Like Succession Registry, BrokerHunter, based in Cumming, Ga., is also built on a database model. Users fill out detailed questionnaires, and candidates receive automatic e-mails notifying them of matches.

While candidates may be potential key employees, there is no category where they can represent their interest in becoming equity partners.

The fee is paid by the employer, according to the number of days an advertisement is run, and the number of geographic markets targeted. Job seekers are not charged.

There are more than 62,000 candidates actively enrolled, and more than 3,400 employer users, with about 2,200 job postings, according to Mr. Testerman.
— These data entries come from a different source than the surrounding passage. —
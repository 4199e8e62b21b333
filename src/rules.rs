//! The [Rule] type and the built-in rule tables.
//!
//! The tables are English linguistic data, not policy. They are registered
//! in the order they appear here: irregular pairs first, then the plural
//! and singular pattern rules, and finally the uncountable words. Because
//! uncountables go in last they win over any irregular pair that shares a
//! key with them (for example "they").
use once_cell::sync::Lazy;
use regex::Regex;
use std::borrow::Cow;
use thiserror::Error;

/// Errors from registering rules.
#[derive(Debug, Error)]
pub enum Error {
    /// The pattern given for a plural or singular rule is not a valid regex.
    #[error("{pattern:?} is not a valid rule pattern: {source}")]
    InvalidPattern {
        pattern: String,
        source: regex::Error,
    },
}

/// A pattern rule: a case-insensitive regex plus the replacement template
/// applied to whatever it matches. The template may refer to capture
/// groups as `${0}` (the whole match), `${1}`, and so on.
#[derive(Clone, Debug)]
pub struct Rule {
    pattern: String,
    regex: Regex,
    replacement: String,
}

impl Rule {
    /// Compiles `pattern` with case-insensitive matching.
    pub fn new(pattern: &str, replacement: &str) -> Result<Self, Error> {
        let regex =
            Regex::new(&format!("(?i){}", pattern)).map_err(|source| Error::InvalidPattern {
                pattern: pattern.to_string(),
                source,
            })?;
        Ok(Self {
            pattern: pattern.to_string(),
            regex,
            replacement: replacement.to_string(),
        })
    }

    /// The pattern as it was registered, without the case-insensitive flag.
    pub fn pattern(&self) -> &str {
        &self.pattern
    }

    pub fn replacement(&self) -> &str {
        &self.replacement
    }

    pub(crate) fn is_match(&self, token: &str) -> bool {
        self.regex.is_match(token)
    }

    pub(crate) fn apply<'a>(&self, token: &'a str) -> Cow<'a, str> {
        self.regex.replace_all(token, self.replacement.as_str())
    }
}

pub(crate) static IRREGULARS: &[(&str, &str)] = &[
    // Pronouns.
    ("I", "we"),
    ("me", "us"),
    ("he", "they"),
    ("she", "they"),
    ("myself", "ourselves"),
    ("yourself", "yourselves"),
    ("itself", "themselves"),
    ("herself", "themselves"),
    ("himself", "themselves"),
    ("themself", "themselves"),
    ("is", "are"),
    ("was", "were"),
    ("has", "have"),
    ("this", "these"),
    ("that", "those"),
    // Words ending in a consonant and `o`.
    ("echo", "echoes"),
    ("dingo", "dingoes"),
    ("volcano", "volcanoes"),
    ("tornado", "tornadoes"),
    ("torpedo", "torpedoes"),
    // Ends with `us`.
    ("genus", "genera"),
    ("viscus", "viscera"),
    // Ends with `ma`.
    ("stigma", "stigmata"),
    ("stoma", "stomata"),
    ("dogma", "dogmata"),
    ("lemma", "lemmata"),
    ("schema", "schemata"),
    ("anathema", "anathemata"),
    // Everything else.
    ("ox", "oxen"),
    ("axe", "axes"),
    ("die", "dice"),
    ("yes", "yeses"),
    ("foot", "feet"),
    ("eave", "eaves"),
    ("goose", "geese"),
    ("tooth", "teeth"),
    ("quiz", "quizzes"),
    ("human", "humans"),
    ("proof", "proofs"),
    ("carve", "carves"),
    ("valve", "valves"),
    ("looey", "looies"),
    ("thief", "thieves"),
    ("groove", "grooves"),
    ("pickaxe", "pickaxes"),
    ("whiskey", "whiskies"),
];

static PLURAL_RULE_DATA: &[(&str, &str)] = &[
    (r"^thou$", "you"),
    (r"m[ae]n$", "men"),
    (r"eaux$", "${0}"),
    (r"(child)(?:ren)?$", "${1}ren"),
    (r"(pe)(?:rson|ople)$", "${1}ople"),
    (r"(m|l)(?:ice|ouse)$", "${1}ice"),
    (r"(x|ch|ss|sh|zz)$", "${1}es"),
    (r"([^ch][ieo][ln])ey$", "${1}ies"),
    (r"([^aeiouy]|qu)y$", "${1}ies"),
    (r"(?:(kni|wi|li)fe|(ar|l|ea|eo|oa|hoo)f)$", "${1}${2}ves"),
    (r"sis$", "ses"),
    (
        r"(apheli|hyperbat|periheli|asyndet|noumen|phenomen|criteri|organ|prolegomen|hedr|automat)(?:a|on)$",
        "${1}a",
    ),
    (
        r"(agend|addend|millenni|dat|extrem|bacteri|desiderat|strat|candelabr|errat|ov|symposi|curricul|automat|quor)(?:a|um)$",
        "${1}a",
    ),
    (r"(her|at|gr)o$", "${1}oes"),
    (r"(seraph|cherub)(?:im)?$", "${1}im"),
    (r"(alumn|alg|vertebr)(?:a|ae)$", "${1}ae"),
    (
        r"(alumn|syllab|octop|vir|radi|nucle|fung|cact|stimul|termin|bacill|foc|uter|loc|strat)(?:us|i)$",
        "${1}i",
    ),
    (r"([^l]ias|[aeiou]las|[emjzr]as|[iu]am)$", "${1}"),
    (r"(e[mn]u)s?$", "${1}s"),
    (r"(alias|[^aou]us|tlas|gas|ris)$", "${1}es"),
    (r"(ax|test)is$", "${1}es"),
    (r"([^aeiou]ese)$", "${1}"),
    // Leave words ending in anything outside ASCII alone.
    (r"[^\x00-\x7F]$", "${0}"),
    // Catch-all. This must stay last.
    (r"s?$", "s"),
];

static SINGULAR_RULE_DATA: &[(&str, &str)] = &[
    (r"men$", "man"),
    (r"(eau)x?$", "${1}"),
    (r"(child)ren$", "${1}"),
    (r"(pe)(rson|ople)$", "${1}rson"),
    (r"(matr|append)ices$", "${1}ix"),
    (r"(cod|mur|sil|vert|ind)ices$", "${1}ex"),
    (r"(alumn|alg|vertebr)ae$", "${1}a"),
    (
        r"(apheli|hyperbat|periheli|asyndet|noumen|phenomen|criteri|organ|prolegomen|hedr|automat)a$",
        "${1}on",
    ),
    (
        r"(agend|addend|millenni|dat|extrem|bacteri|desiderat|strat|candelabr|errat|ov|symposi|curricul|quor)a$",
        "${1}um",
    ),
    (
        r"(alumn|syllab|octop|vir|radi|nucle|fung|cact|stimul|termin|bacill|foc|uter|loc|strat)(?:us|i)$",
        "${1}us",
    ),
    (r"(test)(?:is|es)$", "${1}is"),
    (r"(movie|twelve|abuse|e[mn]u)s$", "${1}"),
    (
        r"(analy|ba|diagno|parenthe|progno|synop|the|empha|cri)(?:sis|ses)$",
        "${1}sis",
    ),
    (
        r"(x|ch|ss|sh|zz|tto|go|cho|alias|[^aou]us|tlas|gas|(?:her|at|gr)o|ris)(?:es)?$",
        "${1}",
    ),
    (r"(seraph|cherub)im$", "${1}"),
    (r"(m|l)ice$", "${1}ouse"),
    // These two start with a literal backspace and so never match an
    // ordinary word. Words like "monies" fall through to `ies$`.
    (r"\x08(mon|smil)ies$", "${1}ey"),
    (
        r"\x08([pl]|zomb|(?:neck|cross)?t|coll|faer|food|gen|goon|group|lass|talk|goal|cut)ies$",
        "${1}ie",
    ),
    (r"ies$", "y"),
    (r"(ar|(?:wo|[ae])l|[eo][ao])ves$", "${1}f"),
    (
        r"(wi|kni|(?:after|half|high|low|mid|non|night|[^\w]|^)li)ves$",
        "${1}fe",
    ),
    (r"(ss)$", "${1}"),
    (r"s$", ""),
];

pub(crate) static UNCOUNTABLES: &[&str] = &[
    "adulthood",
    "advice",
    "agenda",
    "aid",
    "alcohol",
    "ammo",
    "anime",
    "athletics",
    "audio",
    "bison",
    "blood",
    "bream",
    "buffalo",
    "butter",
    "carp",
    "cash",
    "chassis",
    "chess",
    "clothing",
    "cod",
    "commerce",
    "cooperation",
    "corps",
    "debris",
    "diabetes",
    "digestion",
    "elk",
    "energy",
    "equipment",
    "excretion",
    "expertise",
    "flounder",
    "fun",
    "gallows",
    "garbage",
    "graffiti",
    "headquarters",
    "health",
    "herpes",
    "highjinks",
    "homework",
    "housework",
    "information",
    "jeans",
    "justice",
    "kudos",
    "labour",
    "literature",
    "machinery",
    "mackerel",
    "mail",
    "media",
    "mews",
    "moose",
    "music",
    "manga",
    "news",
    "pike",
    "plankton",
    "pliers",
    "pollution",
    "premises",
    "rain",
    "research",
    "rice",
    "salmon",
    "scissors",
    "series",
    "sewage",
    "shambles",
    "shrimp",
    "species",
    "staff",
    "swine",
    "tennis",
    "they",
    "them",
    "traffic",
    "transporation",
    "trout",
    "tuna",
    "wealth",
    "welfare",
    "whiting",
    "wildebeest",
    "wildlife",
    "you",
];

pub(crate) static PLURAL_RULES: Lazy<Vec<Rule>> =
    Lazy::new(|| compile(PLURAL_RULE_DATA, "plural"));

pub(crate) static SINGULAR_RULES: Lazy<Vec<Rule>> =
    Lazy::new(|| compile(SINGULAR_RULE_DATA, "singular"));

fn compile(data: &[(&str, &str)], which: &str) -> Vec<Rule> {
    data.iter()
        .map(|(pattern, replacement)| {
            Rule::new(pattern, replacement)
                .unwrap_or_else(|e| panic!("Could not parse built-in {} rule: {}", which, e))
        })
        .collect()
}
“Ninety percent of the jobs are adviser jobs in the securities or insurance industries,” he said.

There’s also FP Transitions, a web-based service of Business Transitions LLC of Portland, Ore., that serves as a matchmaker between prospective buyers and sellers of financial planning practices.

On the nonprofit side, the Financial Planning Association also runs an online job board, called the FPA Career Center. As with most online recruiting sites, employers pay a fee and job seekers do not. The service is open to both FPA members and nonmembers.
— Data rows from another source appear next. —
/// Applies the casing of `word` to `replacement`.
///
/// An all-lowercase word leaves the replacement alone. An all-uppercase
/// word uppercases it. A word that starts with a capital letter gets the
/// first character of the replacement capitalized and nothing else is
/// touched. Anything else comes back lowercased.
pub(crate) fn restore_case(word: &str, replacement: &str) -> String {
    if is_lowercase(word) {
        return replacement.to_string();
    }

    if word == word.to_uppercase() {
        return replacement.to_uppercase();
    }

    match word.chars().next() {
        Some(c) if starts_upper(c) => capitalize_first(replacement),
        _ => replacement.to_lowercase(),
    }
}

pub(crate) fn is_lowercase(word: &str) -> bool {
    word == word.to_lowercase()
}

// Characters without case count as uppercase here, so "1Ab" is treated like
// a capitalized word.
fn starts_upper(c: char) -> bool {
    c.to_uppercase().eq(std::iter::once(c))
}

pub(crate) fn capitalize_first(word: &str) -> String {
    let mut chars = word.chars();
    match chars.next() {
        Some(first) => first.to_uppercase().chain(chars).collect(),
        None => String::new(),
    }
}
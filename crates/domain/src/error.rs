//! Common error types used across the workspace.
//!
//! Each layer defines its own typed errors and converts into
//! [`HeatGateError`] via `#[from]` or an explicit `into_domain()`.

/// Top-level error shared by the application and adapter layers.
#[derive(Debug, thiserror::Error)]
pub enum HeatGateError {
    /// Request input failed validation.
    #[error("validation error")]
    Validation(#[from] ValidationError),

    /// A zone lookup or scan found nothing.
    #[error("not found")]
    NotFound(#[from] NotFoundError),

    /// The caller did not present the shared secret.
    #[error("forbidden")]
    Forbidden,

    /// The vendor heating API failed or returned something unusable.
    #[error("heating API error")]
    Vendor(#[source] Box<dyn std::error::Error + Send + Sync>),

    /// Unrecoverable condition; the process is expected to terminate.
    #[error("fatal error")]
    Fatal(#[from] FatalError),
}

impl HeatGateError {
    /// Wrap any adapter error as a [`HeatGateError::Vendor`].
    pub fn vendor(err: impl std::error::Error + Send + Sync + 'static) -> Self {
        Self::Vendor(Box::new(err))
    }

    /// Whether this error should stop the process instead of being retried.
    #[must_use]
    pub fn is_fatal(&self) -> bool {
        matches!(self, Self::Fatal(_))
    }

    /// Render the error and its whole source chain on one line, for logs.
    #[must_use]
    pub fn describe(&self) -> String {
        let mut out = self.to_string();
        let mut source = std::error::Error::source(self);
        while let Some(err) = source {
            out.push_str(": ");
            out.push_str(&err.to_string());
            source = err.source();
        }
        out
    }
}

/// Input validation failures.
#[derive(Debug, thiserror::Error)]
pub enum ValidationError {
    /// `zone` query parameter was required but absent.
    #[error("Query parameter 'zone' is required")]
    MissingZone,
}

/// Lookup failures surfaced to callers as 404.
#[derive(Debug, thiserror::Error)]
pub enum NotFoundError {
    /// No zone carries the requested name.
    #[error("Zone '{0}' not found")]
    Zone(String),

    /// A detection scan found no zone with an open window.
    #[error("No zone with open window detected")]
    NoOpenWindow,
}

/// Errors that terminate the process.
#[derive(Debug, thiserror::Error)]
pub enum FatalError {
    /// The token file exists but cannot be read or written.
    #[error("permission denied on token file {path}")]
    PermissionDenied {
        /// Path of the token file.
        path: String,
        #[source]
        source: std::io::Error,
    },
}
Unlike the for-profit sites, the FPA’s is not database driven, but based instead on key-word searches of submitted resumes and job listings.

Although there is no special category for those interested in equity or partnerships, the detailed job descriptions may suggest an employer’s hope to foster a candidate’s career with the firm.

“In 2007, the FPA Career Center had over 300 active employers posting over 600 jobs. Over 1,000 resumes were posted in 2007” and there were over 1,100 job applications, said Heather Almand, director of public relations and communications for the Denver-based Financial Planning Association.

Bob Mauterstock, a certified financial planner in Farmington, Conn., used the FPA Career Center to recruit a candidate from Kansas. Mr. Mauterstock, whose firm, KR Wealth Management, oversees $200 million in assets, concedes that there are limitations to national recruiting sites.

“You can use questionnaires to create a match, but you still have to meet that person. And it has to be a pretty high-level [candidate] to expend the money to bring someone cross-country,” Mr. Mauterstock said.

Mr. White suggested that a succession-focused matchmaking service “is a great opportunity,” and can help prevent “orphan accounts” — clients of a retiring adviser who get randomly assigned to other advisers when the practice closes down.